**GOAL OF THE EXERCISE**
The span to copy runs from the line containing "assert_eq!(counter.load(Ordering::SeqCst), 1); //" to the last line below. Copy it exactly, with nothing else.

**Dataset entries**
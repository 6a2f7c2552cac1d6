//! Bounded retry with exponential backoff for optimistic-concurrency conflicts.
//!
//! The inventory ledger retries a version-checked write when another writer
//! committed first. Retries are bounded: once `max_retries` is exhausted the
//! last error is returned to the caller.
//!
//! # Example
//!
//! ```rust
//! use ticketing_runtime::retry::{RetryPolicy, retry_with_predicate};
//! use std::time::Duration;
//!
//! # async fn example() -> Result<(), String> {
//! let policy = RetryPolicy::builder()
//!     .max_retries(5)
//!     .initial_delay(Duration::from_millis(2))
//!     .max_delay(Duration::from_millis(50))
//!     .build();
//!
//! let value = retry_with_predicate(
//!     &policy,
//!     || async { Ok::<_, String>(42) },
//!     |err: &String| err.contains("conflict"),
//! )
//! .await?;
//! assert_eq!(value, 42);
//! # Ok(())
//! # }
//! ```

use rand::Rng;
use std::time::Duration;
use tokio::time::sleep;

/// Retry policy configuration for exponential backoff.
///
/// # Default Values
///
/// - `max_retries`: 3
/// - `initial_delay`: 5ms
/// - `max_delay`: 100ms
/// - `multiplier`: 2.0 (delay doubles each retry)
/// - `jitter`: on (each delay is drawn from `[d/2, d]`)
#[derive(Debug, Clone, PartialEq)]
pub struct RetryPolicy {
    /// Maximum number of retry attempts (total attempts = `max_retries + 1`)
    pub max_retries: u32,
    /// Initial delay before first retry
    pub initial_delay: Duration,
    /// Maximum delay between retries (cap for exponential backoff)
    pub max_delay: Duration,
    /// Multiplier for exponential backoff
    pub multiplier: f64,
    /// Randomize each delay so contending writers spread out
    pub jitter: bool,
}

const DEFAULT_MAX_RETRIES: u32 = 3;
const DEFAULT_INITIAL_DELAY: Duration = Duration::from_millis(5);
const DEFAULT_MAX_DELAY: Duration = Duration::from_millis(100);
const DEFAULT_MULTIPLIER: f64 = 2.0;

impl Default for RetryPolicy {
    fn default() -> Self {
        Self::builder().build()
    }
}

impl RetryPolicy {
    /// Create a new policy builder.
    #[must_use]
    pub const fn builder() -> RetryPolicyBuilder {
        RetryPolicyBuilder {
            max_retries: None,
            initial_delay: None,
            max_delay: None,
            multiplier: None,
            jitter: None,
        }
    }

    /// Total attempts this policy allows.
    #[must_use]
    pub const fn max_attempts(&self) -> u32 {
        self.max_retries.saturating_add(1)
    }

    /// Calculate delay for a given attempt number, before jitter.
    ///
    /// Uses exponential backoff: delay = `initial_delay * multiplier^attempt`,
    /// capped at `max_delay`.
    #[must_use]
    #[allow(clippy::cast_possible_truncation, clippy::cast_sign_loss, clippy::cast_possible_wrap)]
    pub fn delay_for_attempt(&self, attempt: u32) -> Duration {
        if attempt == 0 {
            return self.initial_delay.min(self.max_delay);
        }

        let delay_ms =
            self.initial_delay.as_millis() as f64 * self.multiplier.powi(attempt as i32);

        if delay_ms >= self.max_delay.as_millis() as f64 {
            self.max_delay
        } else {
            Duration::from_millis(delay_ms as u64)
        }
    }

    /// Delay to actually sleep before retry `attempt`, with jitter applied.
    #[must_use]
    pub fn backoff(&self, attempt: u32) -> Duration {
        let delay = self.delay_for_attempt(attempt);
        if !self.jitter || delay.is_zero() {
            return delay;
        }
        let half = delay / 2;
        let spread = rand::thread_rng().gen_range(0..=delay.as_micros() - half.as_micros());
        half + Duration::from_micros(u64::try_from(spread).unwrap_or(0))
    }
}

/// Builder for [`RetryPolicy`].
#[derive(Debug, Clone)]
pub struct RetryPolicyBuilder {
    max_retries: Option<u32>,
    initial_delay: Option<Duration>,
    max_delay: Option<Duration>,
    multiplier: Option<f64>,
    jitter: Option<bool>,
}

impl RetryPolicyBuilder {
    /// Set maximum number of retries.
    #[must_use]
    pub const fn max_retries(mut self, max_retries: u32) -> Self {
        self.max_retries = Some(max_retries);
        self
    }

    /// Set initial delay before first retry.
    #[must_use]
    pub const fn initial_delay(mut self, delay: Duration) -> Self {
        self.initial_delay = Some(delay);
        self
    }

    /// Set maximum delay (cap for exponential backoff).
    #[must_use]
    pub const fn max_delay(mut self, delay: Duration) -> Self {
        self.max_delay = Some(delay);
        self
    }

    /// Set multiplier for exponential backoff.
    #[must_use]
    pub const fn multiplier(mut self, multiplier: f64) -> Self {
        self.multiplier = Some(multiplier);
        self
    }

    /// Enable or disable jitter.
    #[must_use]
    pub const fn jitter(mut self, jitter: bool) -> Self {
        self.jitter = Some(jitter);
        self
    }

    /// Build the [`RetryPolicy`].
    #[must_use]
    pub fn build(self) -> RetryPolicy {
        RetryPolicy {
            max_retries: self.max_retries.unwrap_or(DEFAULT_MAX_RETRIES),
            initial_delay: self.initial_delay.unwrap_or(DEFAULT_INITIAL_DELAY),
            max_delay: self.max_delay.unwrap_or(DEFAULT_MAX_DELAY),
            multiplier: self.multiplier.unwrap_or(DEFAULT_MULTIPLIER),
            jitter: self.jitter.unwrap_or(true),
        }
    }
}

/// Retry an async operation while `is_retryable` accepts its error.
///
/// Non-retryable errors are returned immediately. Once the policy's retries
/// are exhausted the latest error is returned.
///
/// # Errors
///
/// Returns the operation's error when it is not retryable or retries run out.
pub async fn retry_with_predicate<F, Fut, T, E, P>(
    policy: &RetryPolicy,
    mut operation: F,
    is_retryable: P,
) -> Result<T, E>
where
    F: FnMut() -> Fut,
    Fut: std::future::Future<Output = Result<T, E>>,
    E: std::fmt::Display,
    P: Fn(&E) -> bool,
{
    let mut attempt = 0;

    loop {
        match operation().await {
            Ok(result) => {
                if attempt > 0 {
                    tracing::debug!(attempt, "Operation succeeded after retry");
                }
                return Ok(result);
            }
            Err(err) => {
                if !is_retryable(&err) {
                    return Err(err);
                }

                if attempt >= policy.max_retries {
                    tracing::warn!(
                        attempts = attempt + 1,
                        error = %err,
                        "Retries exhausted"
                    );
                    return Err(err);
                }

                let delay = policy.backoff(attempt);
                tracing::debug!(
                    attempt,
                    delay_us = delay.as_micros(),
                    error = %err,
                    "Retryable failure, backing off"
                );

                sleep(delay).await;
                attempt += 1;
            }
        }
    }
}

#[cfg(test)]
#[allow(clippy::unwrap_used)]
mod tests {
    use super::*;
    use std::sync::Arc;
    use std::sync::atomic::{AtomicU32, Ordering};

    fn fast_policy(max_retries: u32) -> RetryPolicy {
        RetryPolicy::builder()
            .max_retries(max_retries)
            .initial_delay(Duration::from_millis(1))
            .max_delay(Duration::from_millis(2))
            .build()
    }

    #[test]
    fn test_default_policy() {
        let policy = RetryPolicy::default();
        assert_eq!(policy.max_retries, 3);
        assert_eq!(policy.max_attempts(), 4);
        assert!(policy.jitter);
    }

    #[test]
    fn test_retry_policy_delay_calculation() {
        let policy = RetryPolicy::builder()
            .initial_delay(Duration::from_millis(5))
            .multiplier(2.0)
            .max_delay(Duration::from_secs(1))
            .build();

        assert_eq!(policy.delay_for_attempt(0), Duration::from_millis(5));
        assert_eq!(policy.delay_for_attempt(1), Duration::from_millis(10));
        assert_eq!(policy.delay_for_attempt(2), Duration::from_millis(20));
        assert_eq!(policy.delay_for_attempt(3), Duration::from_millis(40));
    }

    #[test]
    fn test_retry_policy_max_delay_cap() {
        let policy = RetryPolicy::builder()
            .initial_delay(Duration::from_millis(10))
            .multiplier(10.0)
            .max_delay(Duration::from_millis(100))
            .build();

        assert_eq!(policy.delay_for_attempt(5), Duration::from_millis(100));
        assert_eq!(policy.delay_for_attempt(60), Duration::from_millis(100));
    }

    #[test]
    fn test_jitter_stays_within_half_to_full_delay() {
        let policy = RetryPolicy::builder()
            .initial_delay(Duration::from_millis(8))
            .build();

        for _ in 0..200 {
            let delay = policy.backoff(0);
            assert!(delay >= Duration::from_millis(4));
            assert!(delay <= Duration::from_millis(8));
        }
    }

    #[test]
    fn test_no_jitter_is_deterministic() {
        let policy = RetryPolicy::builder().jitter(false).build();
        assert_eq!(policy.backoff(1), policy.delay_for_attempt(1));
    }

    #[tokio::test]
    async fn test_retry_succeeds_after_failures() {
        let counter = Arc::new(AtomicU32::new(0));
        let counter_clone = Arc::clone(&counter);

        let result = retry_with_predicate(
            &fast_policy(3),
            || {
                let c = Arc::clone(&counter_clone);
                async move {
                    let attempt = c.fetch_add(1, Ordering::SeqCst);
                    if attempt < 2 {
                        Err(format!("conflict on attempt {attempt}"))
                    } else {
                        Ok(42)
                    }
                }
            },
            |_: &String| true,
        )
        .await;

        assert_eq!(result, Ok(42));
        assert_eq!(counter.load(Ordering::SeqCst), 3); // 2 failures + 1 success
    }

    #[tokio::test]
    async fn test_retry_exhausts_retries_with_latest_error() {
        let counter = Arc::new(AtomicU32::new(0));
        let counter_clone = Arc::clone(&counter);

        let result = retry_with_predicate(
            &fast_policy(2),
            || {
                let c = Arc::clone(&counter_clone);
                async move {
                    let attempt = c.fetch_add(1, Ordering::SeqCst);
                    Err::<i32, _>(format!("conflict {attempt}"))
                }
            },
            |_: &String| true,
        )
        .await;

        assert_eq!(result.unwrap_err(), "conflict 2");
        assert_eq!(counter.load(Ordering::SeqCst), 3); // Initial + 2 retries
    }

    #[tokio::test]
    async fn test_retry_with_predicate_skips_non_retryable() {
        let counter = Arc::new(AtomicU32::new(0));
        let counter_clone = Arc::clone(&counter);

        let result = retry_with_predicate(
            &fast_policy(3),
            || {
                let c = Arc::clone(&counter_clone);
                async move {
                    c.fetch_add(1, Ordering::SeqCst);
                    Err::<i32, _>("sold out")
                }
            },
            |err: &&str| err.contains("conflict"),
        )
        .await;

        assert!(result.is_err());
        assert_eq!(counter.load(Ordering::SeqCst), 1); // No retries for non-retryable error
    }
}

**TASK RESPONSE**
        assert_eq!(counter.load(Ordering::SeqCst), 1); // No retries for non-retryable error
    }
}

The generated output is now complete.